◆ **The task**: Report how many lines below include the string "Sized". Please keep the reply to that number.

◆ **Records for this exercise**:
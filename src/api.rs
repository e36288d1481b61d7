use async_trait::async_trait;
use reqwest::StatusCode;
use serde::de::DeserializeOwned;
use thiserror::Error;
use tracing::warn;

use crate::config::Config;
use crate::model::{
    Course, CourseDraft, Enrollment, EnrollmentDraft, Faculty, FacultyCourse, FacultyCourseDraft,
    FacultyDraft, Student, StudentDraft,
};

#[derive(Debug, Error)]
pub enum ApiError {
    #[error("remote source unreachable: {0}")]
    Unreachable(#[source] reqwest::Error),
    #[error("no record at {path}")]
    NotFound { path: String },
    #[error("remote source returned {status} for {path}")]
    Status { status: StatusCode, path: String },
    #[error("could not decode response from {path}")]
    Decode {
        path: String,
        #[source]
        source: reqwest::Error,
    },
}

impl ApiError {
    pub fn code(&self) -> &'static str {
        match self {
            ApiError::Unreachable(_) => "api_unreachable",
            ApiError::NotFound { .. } => "not_found",
            ApiError::Status { .. } | ApiError::Decode { .. } => "api_error",
        }
    }
}

/// Typed face of the remote JSON-REST source. Object safe so the daemon can
/// hold an `Arc<dyn Api>` and tests can substitute an in-memory fake.
#[async_trait]
pub trait Api: Send + Sync {
    async fn students(&self) -> Result<Vec<Student>, ApiError>;
    async fn student(&self, id: i64) -> Result<Student, ApiError>;
    async fn create_student(&self, draft: &StudentDraft) -> Result<Student, ApiError>;
    async fn update_student(&self, id: i64, draft: &StudentDraft) -> Result<Student, ApiError>;
    async fn delete_student(&self, id: i64) -> Result<(), ApiError>;

    async fn courses(&self) -> Result<Vec<Course>, ApiError>;
    async fn course(&self, id: i64) -> Result<Course, ApiError>;
    async fn courses_by_faculty(&self, faculty_id: i64) -> Result<Vec<Course>, ApiError>;
    async fn create_course(&self, draft: &CourseDraft) -> Result<Course, ApiError>;
    async fn update_course(&self, id: i64, draft: &CourseDraft) -> Result<Course, ApiError>;
    async fn delete_course(&self, id: i64) -> Result<(), ApiError>;

    async fn faculty(&self) -> Result<Vec<Faculty>, ApiError>;
    async fn faculty_member(&self, id: i64) -> Result<Faculty, ApiError>;
    async fn create_faculty(&self, draft: &FacultyDraft) -> Result<Faculty, ApiError>;
    async fn update_faculty(&self, id: i64, draft: &FacultyDraft) -> Result<Faculty, ApiError>;
    async fn delete_faculty(&self, id: i64) -> Result<(), ApiError>;

    async fn enrollments(&self) -> Result<Vec<Enrollment>, ApiError>;
    async fn enrollments_by_course(&self, course_id: i64) -> Result<Vec<Enrollment>, ApiError>;
    async fn enrollments_by_student(&self, student_id: i64) -> Result<Vec<Enrollment>, ApiError>;
    async fn create_enrollment(&self, draft: &EnrollmentDraft) -> Result<Enrollment, ApiError>;
    async fn set_enrollment_grade(
        &self,
        id: i64,
        grade: Option<&str>,
    ) -> Result<Enrollment, ApiError>;
    async fn delete_enrollment(&self, id: i64) -> Result<(), ApiError>;

    async fn faculty_courses(&self) -> Result<Vec<FacultyCourse>, ApiError>;
    async fn faculty_courses_for(&self, faculty_id: i64) -> Result<Vec<FacultyCourse>, ApiError>;
    async fn create_faculty_course(
        &self,
        draft: &FacultyCourseDraft,
    ) -> Result<FacultyCourse, ApiError>;
    async fn delete_faculty_course(&self, id: i64) -> Result<(), ApiError>;
}

/// reqwest-backed client for a json-server style REST source.
pub struct RestClient {
    http: reqwest::Client,
    base_url: String,
}

impl RestClient {
    pub fn new(config: &Config) -> anyhow::Result<Self> {
        let http = reqwest::Client::builder().timeout(config.timeout()).build()?;
        Ok(Self {
            http,
            base_url: config.base_url.clone(),
        })
    }

    fn url(&self, path: &str) -> String {
        format!("{}{}", self.base_url, path)
    }

    async fn execute(
        &self,
        req: reqwest::RequestBuilder,
        path: &str,
    ) -> Result<reqwest::Response, ApiError> {
        let resp = req.send().await.map_err(ApiError::Unreachable)?;
        let status = resp.status();
        if status == StatusCode::NOT_FOUND {
            return Err(ApiError::NotFound {
                path: path.to_string(),
            });
        }
        if !status.is_success() {
            warn!(%status, path, "remote source rejected request");
            return Err(ApiError::Status {
                status,
                path: path.to_string(),
            });
        }
        Ok(resp)
    }

    async fn fetch<T: DeserializeOwned>(
        &self,
        req: reqwest::RequestBuilder,
        path: &str,
    ) -> Result<T, ApiError> {
        let resp = self.execute(req, path).await?;
        resp.json::<T>().await.map_err(|source| ApiError::Decode {
            path: path.to_string(),
            source,
        })
    }

    async fn get<T: DeserializeOwned>(&self, path: &str) -> Result<T, ApiError> {
        self.fetch(self.http.get(self.url(path)), path).await
    }

    async fn post<B: serde::Serialize + ?Sized, T: DeserializeOwned>(
        &self,
        path: &str,
        body: &B,
    ) -> Result<T, ApiError> {
        self.fetch(self.http.post(self.url(path)).json(body), path)
            .await
    }

    async fn put<B: serde::Serialize + ?Sized, T: DeserializeOwned>(
        &self,
        path: &str,
        body: &B,
    ) -> Result<T, ApiError> {
        self.fetch(self.http.put(self.url(path)).json(body), path)
            .await
    }

    async fn patch<B: serde::Serialize + ?Sized, T: DeserializeOwned>(
        &self,
        path: &str,
        body: &B,
    ) -> Result<T, ApiError> {
        self.fetch(self.http.patch(self.url(path)).json(body), path)
            .await
    }

    async fn delete(&self, path: &str) -> Result<(), ApiError> {
        self.execute(self.http.delete(self.url(path)), path).await?;
        Ok(())
    }
}

#[async_trait]
impl Api for RestClient {
    async fn students(&self) -> Result<Vec<Student>, ApiError> {
        self.get("/students").await
    }

    async fn student(&self, id: i64) -> Result<Student, ApiError> {
        self.get(&format!("/students/{id}")).await
    }

    async fn create_student(&self, draft: &StudentDraft) -> Result<Student, ApiError> {
        self.post("/students", draft).await
    }

    async fn update_student(&self, id: i64, draft: &StudentDraft) -> Result<Student, ApiError> {
        self.put(&format!("/students/{id}"), draft).await
    }

    async fn delete_student(&self, id: i64) -> Result<(), ApiError> {
        self.delete(&format!("/students/{id}")).await
    }

    async fn courses(&self) -> Result<Vec<Course>, ApiError> {
        self.get("/courses").await
    }

    async fn course(&self, id: i64) -> Result<Course, ApiError> {
        self.get(&format!("/courses/{id}")).await
    }

    async fn courses_by_faculty(&self, faculty_id: i64) -> Result<Vec<Course>, ApiError> {
        self.get(&format!("/courses?facultyId={faculty_id}")).await
    }

    async fn create_course(&self, draft: &CourseDraft) -> Result<Course, ApiError> {
        self.post("/courses", draft).await
    }

    async fn update_course(&self, id: i64, draft: &CourseDraft) -> Result<Course, ApiError> {
        self.put(&format!("/courses/{id}"), draft).await
    }

    async fn delete_course(&self, id: i64) -> Result<(), ApiError> {
        self.delete(&format!("/courses/{id}")).await
    }

    async fn faculty(&self) -> Result<Vec<Faculty>, ApiError> {
        self.get("/faculty").await
    }

    async fn faculty_member(&self, id: i64) -> Result<Faculty, ApiError> {
        self.get(&format!("/faculty/{id}")).await
    }

    async fn create_faculty(&self, draft: &FacultyDraft) -> Result<Faculty, ApiError> {
        self.post("/faculty", draft).await
    }

    async fn update_faculty(&self, id: i64, draft: &FacultyDraft) -> Result<Faculty, ApiError> {
        self.put(&format!("/faculty/{id}"), draft).await
    }

    async fn delete_faculty(&self, id: i64) -> Result<(), ApiError> {
        self.delete(&format!("/faculty/{id}")).await
    }

    async fn enrollments(&self) -> Result<Vec<Enrollment>, ApiError> {
        self.get("/enrollments").await
    }

    async fn enrollments_by_course(&self, course_id: i64) -> Result<Vec<Enrollment>, ApiError> {
        self.get(&format!("/enrollments?courseId={course_id}")).await
    }

    async fn enrollments_by_student(&self, student_id: i64) -> Result<Vec<Enrollment>, ApiError> {
        self.get(&format!("/enrollments?studentId={student_id}"))
            .await
    }

    async fn create_enrollment(&self, draft: &EnrollmentDraft) -> Result<Enrollment, ApiError> {
        self.post("/enrollments", draft).await
    }

    async fn set_enrollment_grade(
        &self,
        id: i64,
        grade: Option<&str>,
    ) -> Result<Enrollment, ApiError> {
        self.patch(
            &format!("/enrollments/{id}"),
            &serde_json::json!({ "grade": grade }),
        )
        .await
    }

    async fn delete_enrollment(&self, id: i64) -> Result<(), ApiError> {
        self.delete(&format!("/enrollments/{id}")).await
    }

    async fn faculty_courses(&self) -> Result<Vec<FacultyCourse>, ApiError> {
        self.get("/faculty-courses").await
    }

    async fn faculty_courses_for(&self, faculty_id: i64) -> Result<Vec<FacultyCourse>, ApiError> {
        self.get(&format!("/faculty-courses?facultyId={faculty_id}"))
            .await
    }

    async fn create_faculty_course(
        &self,
        draft: &FacultyCourseDraft,
    ) -> Result<FacultyCourse, ApiError> {
        self.post("/faculty-courses", draft).await
    }

    async fn delete_faculty_course(&self, id: i64) -> Result<(), ApiError> {
        self.delete(&format!("/faculty-courses/{id}")).await
    }
}

#[cfg(test)]
mod tests {
    use super::*;

    #[test]
    fn error_codes_map_to_the_ipc_taxonomy() {
        let not_found = ApiError::NotFound {
            path: "/students/99".to_string(),
        };
        assert_eq!(not_found.code(), "not_found");

        let status = ApiError::Status {
            status: StatusCode::BAD_GATEWAY,
            path: "/students".to_string(),
        };
        assert_eq!(status.code(), "api_error");
    }
}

◆ **Answer to this exercise**: 3